Building a mobile SLO with Embrace and Grafana

grafana

2 January 2025 • 8 min read

SLOs are powerful tools for maintaining application health and stability, as well as prioritizing engineering resources for feature vs. reliability work.

While SREs and DevOps professionals have long been familiar with SLOs, these are still an emerging concept in the world of mobile. Few resources exist to help engineers jumpstart their mobile SLO development process. And most observability tools that have distinct SLO features aren’t equipped to bring mobile data into the fold.

That’s where Embrace and Grafana come in.

In this tutorial, we’ll show you how you can use Embrace and Grafana to build mobile SLOs around key user-centric flows in your app. If you’d like to follow along yourself, you can create a free account in both Embrace and Grafana, and integrate the Embrace SDK into your mobile app.

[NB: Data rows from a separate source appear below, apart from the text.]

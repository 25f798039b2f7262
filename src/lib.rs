//! Packlist library exports for testing

pub mod core;
pub mod tui;

#[cfg(test)]
pub mod test_support;
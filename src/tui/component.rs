use ratatui::Frame;
use ratatui::layout::Rect;

/// A reusable UI component.
///
/// Components receive data via props (struct fields), may hold internal
/// state, and render to a `Frame` within a given `Rect`.
///
/// `render` takes `&mut self` so components can update presentation state
/// (list selection, cursor offsets) during the render pass, in line with
/// ratatui's `StatefulWidget` pattern.
pub trait Component {
    /// Render the component into the given area.
    fn render(&mut self, frame: &mut Frame, area: Rect);
}

/// A component that handles terminal events.
pub trait EventHandler {
    /// The type of high-level event this component emits.
    type Event;

    /// Handle a low-level `TuiEvent` and optionally return a high-level event.
    fn handle_event(&mut self, event: &super::event::TuiEvent) -> Option<Self::Event>;
}
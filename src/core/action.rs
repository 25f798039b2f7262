//! # Actions
//!
//! Everything that can happen to Packlist's core state becomes an `Action`.
//! User presses Enter in the add dialog? That's `Action::SubmitDraft(draft)`.
//! User asks for the list? That's `Action::Navigate(Screen::ListView)`.
//!
//! The `update()` function applies an action to the state and returns an
//! `Effect` telling the adapter what to do next. No I/O happens here.
//!
//! ```text
//! State + Action  →  update()  →  New State + Effect
//! ```

use log::{debug, info};

use crate::core::item::{DraftEntry, ValidationError};
use crate::core::navigation::Screen;
use crate::core::state::App;

#[derive(Debug, Clone, PartialEq)]
pub enum Action {
    /// Validate the draft and append it to the list.
    SubmitDraft(DraftEntry),
    /// Switch to the given screen.
    Navigate(Screen),
    /// Back to the previous screen.
    Back,
    Quit,
}

/// What the adapter should do after an update.
#[derive(Debug, Clone, Copy, PartialEq, Eq)]
pub enum Effect {
    None,
    Quit,
    /// Item was stored. Clear the form and close the dialog.
    DraftAccepted,
    /// Item was refused. Keep the form open and point at the bad field.
    DraftRejected(ValidationError),
}

pub fn update(app: &mut App, action: Action) -> Effect {
    debug!("update: {:?}", action);
    match action {
        Action::SubmitDraft(draft) => match app.store.add(&draft) {
            Ok(()) => {
                let count = app.store.len();
                info!("Added item #{} ({} total)", count, app.store.total_quantity());
                let count_text = match count {
                    1 => "1 item".to_string(),
                    n => format!("{n} items"),
                };
                app.status_message = format!("Added {} ({count_text})", draft.name.trim());
                Effect::DraftAccepted
            }
            Err(e) => {
                info!("Rejected draft: {}", e);
                app.status_message = format!("Not added: {e}");
                Effect::DraftRejected(e)
            }
        },
        Action::Navigate(screen) => {
            app.navigation.go(screen);
            Effect::None
        }
        Action::Back => {
            app.navigation.go_back();
            Effect::None
        }
        Action::Quit => Effect::Quit,
    }
}
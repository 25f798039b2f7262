//! # Navigation
//!
//! Two-screen state machine. Holds the visible screen plus the single
//! previous screen needed for Back.
//!
//! ```text
//!          go(ListView)
//!   Entry ─────────────► ListView
//!     ▲                     │
//!     └─────────────────────┘
//!            go_back()
//! ```
//!
//! `go()` to the current screen and `go_back()` at `Entry` are no-ops.

use log::debug;

/// Screen tokens. Closed set.
#[derive(Debug, Clone, Copy, PartialEq, Eq, Default)]
pub enum Screen {
    /// Main screen with the add/view buttons.
    #[default]
    Entry,
    /// The accumulated packing list.
    ListView,
}

impl Screen {
    pub fn title(&self) -> &'static str {
        match self {
            Screen::Entry => "Add Items",
            Screen::ListView => "Packing List",
        }
    }
}

#[derive(Debug, Clone, Default)]
pub struct NavigationState {
    current: Screen,
    previous: Option<Screen>,
}

impl NavigationState {
    pub fn new() -> Self {
        Self::default()
    }

    pub fn current(&self) -> Screen {
        self.current
    }

    /// Switch to `target`. Staying on the same screen keeps the history as is.
    pub fn go(&mut self, target: Screen) {
        if self.current == target {
            return;
        }
        debug!("Navigate {:?} -> {:?}", self.current, target);
        self.previous = Some(self.current);
        self.current = target;
    }

    /// Return to the previous screen. `Entry` is the root, so nothing happens there.
    pub fn go_back(&mut self) {
        if self.current == Screen::Entry {
            return;
        }
        let target = self.previous.take().unwrap_or(Screen::Entry);
        debug!("Navigate back {:?} -> {:?}", self.current, target);
        self.current = target;
    }

    pub fn can_go_back(&self) -> bool {
        self.current != Screen::Entry
    }
}

#[cfg(test)]
mod tests {
    use super::*;

    #[test]
    fn test_starts_at_entry() {
        let nav = NavigationState::new();
        assert_eq!(nav.current(), Screen::Entry);
        assert!(!nav.can_go_back());
    }

    #[test]
    fn test_go_and_back() {
        let mut nav = NavigationState::new();
        nav.go(Screen::ListView);
        assert_eq!(nav.current(), Screen::ListView);
        assert!(nav.can_go_back());

        nav.go_back();
        assert_eq!(nav.current(), Screen::Entry);
    }

    #[test]
    fn test_back_at_entry_is_noop() {
        let mut nav = NavigationState::new();
        nav.go_back();
        nav.go_back();
        assert_eq!(nav.current(), Screen::Entry);
    }

    #[test]
    fn test_go_is_idempotent() {
        let mut nav = NavigationState::new();
        nav.go(Screen::ListView);
        nav.go(Screen::ListView);
        assert_eq!(nav.current(), Screen::ListView);

        // One back is enough even after repeated go()
        nav.go_back();
        assert_eq!(nav.current(), Screen::Entry);
    }

    #[test]
    fn test_explicit_go_entry_then_back_stays_at_entry() {
        let mut nav = NavigationState::new();
        nav.go(Screen::ListView);
        nav.go(Screen::Entry);
        nav.go_back();
        assert_eq!(nav.current(), Screen::Entry);
    }
}
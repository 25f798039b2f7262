//! # Application State
//!
//! Core session state for Packlist. This module contains domain state only,
//! no TUI-specific types. Presentation state lives in the `tui` module.
//!
//! ```text
//! App
//! ├── store: PackingListStore        // validated items, insertion order
//! ├── navigation: NavigationState    // which screen is visible
//! ├── status_message: String         // title bar text
//! ├── show_comments: bool            // list view preference
//! └── show_totals: bool              // list view preference
//! ```
//!
//! State changes only happen through `update(state, action)` in action.rs.
//! This keeps things predictable, so no surprise mutations.

use crate::core::config::ResolvedConfig;
use crate::core::navigation::NavigationState;
use crate::core::store::PackingListStore;

pub const WELCOME_MESSAGE: &str = "Welcome to Packlist!";

pub struct App {
    pub store: PackingListStore,
    pub navigation: NavigationState,
    pub status_message: String,
    pub show_comments: bool,
    pub show_totals: bool,
}

impl App {
    pub fn new() -> Self {
        Self::from_config(&ResolvedConfig::default())
    }

    pub fn from_config(config: &ResolvedConfig) -> Self {
        Self {
            store: PackingListStore::new(),
            navigation: NavigationState::new(),
            status_message: String::from(WELCOME_MESSAGE),
            show_comments: config.show_comments,
            show_totals: config.show_totals,
        }
    }
}

impl Default for App {
    fn default() -> Self {
        Self::new()
    }
}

Once you’ve done these steps (or if you’d just prefer to stick with the tutorial), keep reading.

Step 1: Figure out what you’d like to measure

This is probably the hardest part – and it’s the first thing you’ll need to tackle.

Traditional SLOs tend to focus on purely technical components, such as the availability of a service or the latency of an API call. These are great for understanding the health of a backend system in terms of resources and infrastructure.

However, the key indicator for a mobile app’s health is a broad one: the user. Availability, latency, and error rates only matter if they are indicators of what is happening for the app user.

Your mobile SLO, therefore, should give you insight into what your end users are actually experiencing rather than what your services are reporting. In reality, this “experience” will be the amalgamation of many different technical components, both on the client and server-side.

To figure out what you’re going to measure, think about what’s important in your app and what your users are trying to achieve. Will users panic and delete the app if the app launches slowly, or if they can’t log in in a timely manner? Is the user’s main goal to complete a checkout process, or to scroll through a feed? Will your app “just work” with poor network connectivity, or in an area of no connectivity at all? Or will users think everything is broken?

Visualizing the user’s journey through your app, and the pain points they might encounter, will allow you to figure out what mobile telemetry you need to measure that journey.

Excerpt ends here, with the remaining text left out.